Figure 5. The plant substrate triggers dnf2 fix⁻ phenotype at distance.

dnf2–4 and WT plants nodulated by S. meliloti Rm41 were grown on agarose-based BNM. Agar- or agarose-based plugs (1.5×1×0.5 cm) were laid onto root systems at 15 dpi and the color and numbers of nodules produced by 24 plants were monitored. The experimental set up is illustrated in (a). (b) Distribution of nodule classes 35 days after plug addition for WT and dnf2–4 grown on agarose based medium. The experiment was repeated three times with similar results.
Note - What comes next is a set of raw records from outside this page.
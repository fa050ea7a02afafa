use super::{Record, RecordSink};
use crate::{Error, Result};
use async_trait::async_trait;
use chrono::Utc;
use libsql::{Builder, Connection, Database};
use std::sync::{
    Arc, Mutex,
    atomic::{AtomicI64, Ordering},
};
use tracing::{debug, info, warn};

struct Backend {
    _db: Database,
    conn: Connection,
}

/// Journal persisted to a libsql database, one row per record.
pub struct JournalStorage {
    backend: Option<Backend>,
    // In-memory fallback storage, keyed by write sequence
    fallback: Arc<Mutex<Vec<(i64, Record)>>>,
    sequence: AtomicI64,
}

impl JournalStorage {
    pub async fn new(db_path: &str) -> Result<Self> {
        let (backend, last) = match Self::init_database(db_path).await {
            Ok((backend, last)) => {
                info!("Journal database initialized: {} (last seq {})", db_path, last);
                (Some(backend), last)
            }
            Err(e) => {
                warn!(
                    "Journal database initialization failed, using in-memory fallback: {}",
                    e
                );
                (None, 0)
            }
        };

        Ok(Self {
            backend,
            fallback: Arc::new(Mutex::new(Vec::new())),
            sequence: AtomicI64::new(last),
        })
    }

    async fn init_database(db_path: &str) -> Result<(Backend, i64)> {
        let db = Builder::new_local(db_path).build().await?;
        let conn = db.connect()?;
        conn.execute(
            r#"
            CREATE TABLE IF NOT EXISTS records (
                id INTEGER PRIMARY KEY AUTOINCREMENT,
                seq INTEGER NOT NULL,
                kind TEXT NOT NULL,
                subject TEXT NOT NULL,
                line TEXT NOT NULL,
                payload TEXT NOT NULL,
                recorded_at DATETIME NOT NULL
            )
            "#,
            (),
        )
        .await?;
        let last = Self::last_sequence(&conn).await?;
        Ok((Backend { _db: db, conn }, last))
    }

    async fn last_sequence(conn: &Connection) -> Result<i64> {
        let mut rows = conn
            .query("SELECT COALESCE(MAX(seq), 0) FROM records", ())
            .await?;
        match rows.next().await? {
            Some(row) => Ok(row.get(0)?),
            None => Ok(0),
        }
    }

    pub fn is_persistent(&self) -> bool {
        self.backend.is_some()
    }

    async fn save_to_db(&self, conn: &Connection, seq: i64, record: &Record) -> Result<()> {
        conn.execute(
            "INSERT INTO records (seq, kind, subject, line, payload, recorded_at) VALUES (?, ?, ?, ?, ?, ?)",
            (
                seq,
                record.kind(),
                record.subject(),
                record.to_string(),
                record.to_json()?,
                Utc::now().to_rfc3339(),
            ),
        )
        .await?;
        Ok(())
    }

    fn save_to_fallback(&self, seq: i64, record: Record) -> Result<()> {
        let mut fallback = self
            .fallback
            .lock()
            .map_err(|e| Error::internal(format!("Mutex lock failed: {e}")))?;
        fallback.push((seq, record));
        Ok(())
    }

    /// Every record in insertion order.
    pub async fn list(&self) -> Result<Vec<Record>> {
        if let Some(backend) = &self.backend {
            match self.list_from_db(&backend.conn).await {
                Ok(records) => {
                    debug!("Retrieved {} records from journal database", records.len());
                    return Ok(records);
                }
                Err(e) => {
                    warn!("Failed to read journal database, using fallback: {}", e);
                }
            }
        }
        Ok(self
            .fallback_entries()?
            .into_iter()
            .map(|(_, record)| record)
            .collect())
    }

    async fn list_from_db(&self, conn: &Connection) -> Result<Vec<Record>> {
        let mut rows = conn
            .query("SELECT seq, payload FROM records ORDER BY seq ASC, id ASC", ())
            .await?;

        let mut entries = Vec::new();
        while let Some(row) = rows.next().await? {
            let seq: i64 = row.get(0)?;
            let payload: String = row.get(1)?;
            entries.push((seq, serde_json::from_str(&payload)?));
        }

        // Records written while the database was failing only exist in memory.
        entries.extend(self.fallback_entries()?);
        entries.sort_by_key(|(seq, _)| *seq);
        Ok(entries.into_iter().map(|(_, record)| record).collect())
    }

    fn fallback_entries(&self) -> Result<Vec<(i64, Record)>> {
        let fallback = self
            .fallback
            .lock()
            .map_err(|e| Error::internal(format!("Mutex lock failed: {e}")))?;
        Ok(fallback.clone())
    }

    /// Human-readable lines for one subject, in insertion order.
    pub async fn lines_for(&self, subject: &str) -> Result<Vec<String>> {
        Ok(self
            .list()
            .await?
            .iter()
            .filter(|r| r.subject() == subject)
            .map(ToString::to_string)
            .collect())
    }
}

#[async_trait]
impl RecordSink for JournalStorage {
    async fn write(&self, record: Record) -> Result<()> {
        let seq = self.sequence.fetch_add(1, Ordering::SeqCst) + 1;
        if let Some(backend) = &self.backend {
            match self.save_to_db(&backend.conn, seq, &record).await {
                Ok(()) => {
                    debug!("Journaled {} record for {}", record.kind(), record.subject());
                    return Ok(());
                }
                Err(e) => {
                    warn!("Failed to write journal database, using fallback: {}", e);
                }
            }
        }
        self.save_to_fallback(seq, record)
    }
}

#[cfg(test)]
mod tests {
    use super::*;
    use crate::acl::ConversationId;
    use chrono::DateTime;
    use pretty_assertions::assert_eq;
    use tempfile::TempDir;

    fn closed(id: &str) -> Record {
        Record::ConversationClosed {
            timestamp: DateTime::<Utc>::UNIX_EPOCH,
            conversation_id: ConversationId::new(id),
            reason: "timeout".into(),
        }
    }

    fn rejection(subject: &str) -> Record {
        Record::Rejection {
            timestamp: DateTime::<Utc>::UNIX_EPOCH,
            subject: subject.into(),
            reason: "conversation not found".into(),
        }
    }

    #[tokio::test]
    async fn test_in_memory_database() {
        let storage = JournalStorage::new(":memory:").await.unwrap();
        assert!(storage.is_persistent());

        storage.write(closed("C1")).await.unwrap();
        storage.write(rejection("C2")).await.unwrap();

        let records = storage.list().await.unwrap();
        assert_eq!(records, vec![closed("C1"), rejection("C2")]);
    }

    #[tokio::test]
    async fn test_file_database_survives_reopen() {
        let temp_dir = TempDir::new().unwrap();
        let db_path = temp_dir.path().join("journal.db");
        let db_path = db_path.to_string_lossy().to_string();

        {
            let storage = JournalStorage::new(&db_path).await.unwrap();
            storage.write(closed("C1")).await.unwrap();
            storage.write(closed("C2")).await.unwrap();
        }

        let reopened = JournalStorage::new(&db_path).await.unwrap();
        let records = reopened.list().await.unwrap();
        assert_eq!(records, vec![closed("C1"), closed("C2")]);

        reopened.write(closed("C3")).await.unwrap();
        let records = reopened.list().await.unwrap();
        assert_eq!(records.last(), Some(&closed("C3")));
        assert_eq!(
            reopened.lines_for("C2").await.unwrap(),
            vec!["[00:00:00] CLOSED C2: timeout".to_string()]
        );
    }

    #[tokio::test]
    async fn test_fallback_when_db_fails() {
        let storage = JournalStorage::new("/invalid/path/to/journal.db").await.unwrap();
        assert!(!storage.is_persistent());

        storage.write(rejection("C7")).await.unwrap();
        assert_eq!(storage.list().await.unwrap(), vec![rejection("C7")]);
    }

    #[tokio::test]
    async fn test_failed_writes_keep_their_place() {
        let storage = JournalStorage::new(":memory:").await.unwrap();
        storage.write(closed("C1")).await.unwrap();

        let conn = &storage.backend.as_ref().unwrap().conn;
        conn.execute("ALTER TABLE records RENAME TO records_offline", ())
            .await
            .unwrap();
        storage.write(closed("C2")).await.unwrap();
        conn.execute("ALTER TABLE records_offline RENAME TO records", ())
            .await
            .unwrap();
        storage.write(closed("C3")).await.unwrap();

        assert_eq!(
            storage.list().await.unwrap(),
            vec![closed("C1"), closed("C2"), closed("C3")]
        );
    }

    #[tokio::test]
    async fn test_concurrent_writes() {
        let storage = Arc::new(JournalStorage::new(":memory:").await.unwrap());

        let mut handles = vec![];
        for i in 0..10 {
            let storage = Arc::clone(&storage);
            handles.push(tokio::spawn(async move {
                storage.write(closed(&format!("C{}", i))).await
            }));
        }
        for handle in handles {
            handle.await.unwrap().unwrap();
        }

        assert_eq!(storage.list().await.unwrap().len(), 10);
    }
}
Statistically identical distribution are attributed identical letters (Chi-Square Test of Homogeneity with Bonferroni correction, p-value = 1.32e-06).

Figure 6. Ulvan abolishes dnf2 nitrogen fixation on permissive condition.

M. truncatula WT R108 and dnf2–4 plants were cultivated on agarose BNM supplemented or not with 1% ulvan. Acetylene reduction assays were conducted on plants 27 dpi with S. medicae WSM419 (n = 8) (a). M. truncatula WT R108 and dnf2–4 plants were cultivated on Phytagel BNM supplemented or not with 10 mM CaSO₄. Acetylene reduction assays were conducted on plants 14 dpi with S. medicae WSM419 (n = 5) (b). A Mann-Whitney test was performed between WT and dnf2-1 mutant for each condition. Stars indicate significant differences (** p-value <1e-03) Error bars represent standard errors.